Single Record
Participant Info
- Species
- Antennaria microphylla [Antennaria obovata]
- Family
- Asteracea
- CommonName
- littleleaf pussytoes
- Presence
- Yes
- Status
- native
- EarliestDate
- 1896
- LatestDate
- 2022
- Ecosystem
- basin, foothill, montane, subalpine
- Geobotanical
- Garitas, SSanjuans, NCristos, UBasin, LBasin
- Counties
- Alamosa, Conejos, Costilla, Hinsdale, Mineral, Rio Grande, Saguache
- Passes
- Carnero, La Veta, Spring Creek
- WildlifePreserves
- Baca, Great Sand Dunes
- Other Localities
- Alamosa (town)
- Comments
- Antennaria microphylla has been frequently collected from both sides of the Valley, usually from the montane but also from the foothills, the subalpine, and the alpine. Ramaley’s 1934 specimen from Alamosa, Alamosa Co is the only A. microphylla from the Upper Basin; the 1934 San Luis Hills record is the only one from the Lower Basin.
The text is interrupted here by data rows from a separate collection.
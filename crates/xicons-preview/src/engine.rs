//
// engine.rs
//
// Event-driven entry point: debounced scans fanned out per visible editor
//

use std::sync::Arc;
use std::time::{Duration, Instant};

use tokio::task::JoinHandle;
use url::Url;

use crate::config::PreviewConfig;
use crate::debounce::ScanDebouncer;
use crate::decoration_cache::DecorationCaches;
use crate::host::{EditorHost, IconResolver};
use crate::render::make_decoration_render;
use crate::scanner::collect_icon_matches;
use crate::types::{make_cache_key, DecorationHandle, DecorationRequest, EditorId, Range};

/// The scan-and-decoration engine.
///
/// One instance serves a whole host session. Change and visibility events
/// are debounced per document URI; the cycle that eventually runs is
/// synchronous except for the asynchronous icon resolutions it spawns for
/// cache misses. Cycles for the same URI are serialized by the debouncer,
/// so two diff cycles for one editor can never interleave.
pub struct PreviewEngine<H: EditorHost + 'static> {
    inner: Arc<EngineInner<H>>,
}

struct EngineInner<H> {
    host: Arc<H>,
    resolver: Arc<dyn IconResolver>,
    config: PreviewConfig,
    caches: DecorationCaches,
    debouncer: ScanDebouncer,
}

impl<H: EditorHost + 'static> PreviewEngine<H> {
    pub fn new(host: Arc<H>, resolver: Arc<dyn IconResolver>, config: PreviewConfig) -> Self {
        Self {
            inner: Arc::new(EngineInner {
                host,
                resolver,
                config,
                caches: DecorationCaches::new(),
                debouncer: ScanDebouncer::new(),
            }),
        }
    }

    /// Initial activation: schedule a scan for every visible document.
    pub fn activate(&self) {
        for uri in self.inner.host.visible_documents() {
            self.schedule_scan(uri);
        }
    }

    /// A document's text changed.
    pub fn document_changed(&self, uri: &Url) {
        self.schedule_scan(uri.clone());
    }

    /// The active editor changed to one showing this document.
    pub fn active_editor_changed(&self, uri: &Url) {
        self.schedule_scan(uri.clone());
    }

    /// An editor was closed; its cache must not outlive it.
    pub fn editor_closed(&self, editor: EditorId) {
        self.inner.caches.remove_editor(editor);
    }

    /// Cancel all pending scans (host shutdown).
    pub fn shutdown(&self) {
        self.inner.debouncer.cancel_all();
    }

    /// Run one scan cycle immediately, bypassing the debounce window.
    /// Returns the resolution tasks spawned for cache misses so callers
    /// (tests, mainly) can await quiescence.
    pub fn scan_now(&self, uri: &Url) -> Vec<JoinHandle<()>> {
        self.inner.run_scan_cycle(uri)
    }

    /// Debounced scheduling: a burst of events for one URI coalesces into a
    /// single cycle after the quiescence window.
    fn schedule_scan(&self, uri: Url) {
        let inner = self.inner.clone();
        let ticket = inner.debouncer.schedule(uri.clone());
        let debounce_ms = inner.config.debounce_ms;

        tokio::spawn(async move {
            tokio::select! {
                _ = ticket.token.cancelled() => { return; }
                _ = tokio::time::sleep(Duration::from_millis(debounce_ms)) => {}
            }
            // A change event may land between the window elapsing and this
            // claim; only the task still registered for the URI runs.
            if !inner.debouncer.complete(&uri, ticket.generation) {
                return;
            }
            // Resolution tasks are fire-and-forget on this path.
            let _ = inner.run_scan_cycle(&uri);
        });
    }

    /// Cached decorations for one editor, for diagnostics.
    pub fn cache_snapshot(
        &self,
        editor: EditorId,
    ) -> Option<std::collections::HashMap<String, DecorationHandle>> {
        self.inner.caches.snapshot(editor)
    }
}

impl<H: EditorHost + 'static> EngineInner<H> {
    /// One scan cycle: match imports, resolve ranges, and reconcile each
    /// visible editor's cache. Synchronous apart from the spawned
    /// resolutions.
    fn run_scan_cycle(self: &Arc<Self>, uri: &Url) -> Vec<JoinHandle<()>> {
        let started = Instant::now();
        let mut tasks = Vec::new();

        for editor in self.host.visible_editors(uri) {
            let Some(text) = self.host.document_text(uri) else {
                continue;
            };
            let requests = self.build_requests(editor, uri, &text);
            let misses = self.caches.reconcile(self.host.as_ref(), editor, &requests);
            for (request, handle) in misses {
                tasks.push(self.spawn_resolution(request, handle));
            }
        }

        log::debug!("scan cycle for {} took {:?}", uri, started.elapsed());
        tasks
    }

    /// Build the editor-scoped decoration requests for a document snapshot,
    /// converting byte offsets to positions at the host seam.
    fn build_requests(&self, editor: EditorId, uri: &Url, text: &str) -> Vec<DecorationRequest> {
        collect_icon_matches(text, self.config.scan_strategy)
            .into_iter()
            .map(|m| {
                let range = Range::new(
                    self.host.position_at(uri, m.start_offset),
                    self.host.position_at(uri, m.end_offset),
                );
                let cache_key = make_cache_key(&range, &m.icon_name);
                DecorationRequest {
                    editor,
                    range,
                    icon_name: m.icon_name,
                    icon_package_name: m.icon_package_name,
                    cache_key,
                }
            })
            .collect()
    }

    /// Fire-and-forget resolution for a cache miss. An empty result leaves
    /// the handle allocated but invisible; a late result whose handle is no
    /// longer current is discarded rather than resurrecting a stale
    /// decoration.
    fn spawn_resolution(
        self: &Arc<Self>,
        request: DecorationRequest,
        handle: DecorationHandle,
    ) -> JoinHandle<()> {
        let inner = self.clone();
        tokio::spawn(async move {
            let image_url = inner
                .resolver
                .resolve_icon(&request.icon_name, &request.icon_package_name)
                .await;
            if image_url.is_empty() {
                return;
            }
            if !inner
                .caches
                .is_current(request.editor, &request.cache_key, &handle)
            {
                log::trace!(
                    "dropping stale resolution for '{}' in editor {:?}",
                    request.icon_name,
                    request.editor
                );
                return;
            }
            let spec = make_decoration_render(&image_url);
            inner
                .host
                .apply_decoration(request.editor, &handle, request.range, &spec);
        })
    }
}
This is a common Rocky Mountain and Intermoutain species, which has been recorded from the Rio Grande drainage down through Santa Fe Co, New Mexico, but not farther down river. Note that A. microphylla hybridizes with A. rosea, and that in the past A. rosea was sometimes treated as a variety of A. microphylla. But A. microphylla is dioecious, some plants with pistillate heads, some with staminate heads. A. rosea has only pistillate heads. Also the lower stems of A. microphylla are stipulate-glandular, those of A. rosea are not. To distinguish the two species, these morphological features may serve better than color of involucral bracts.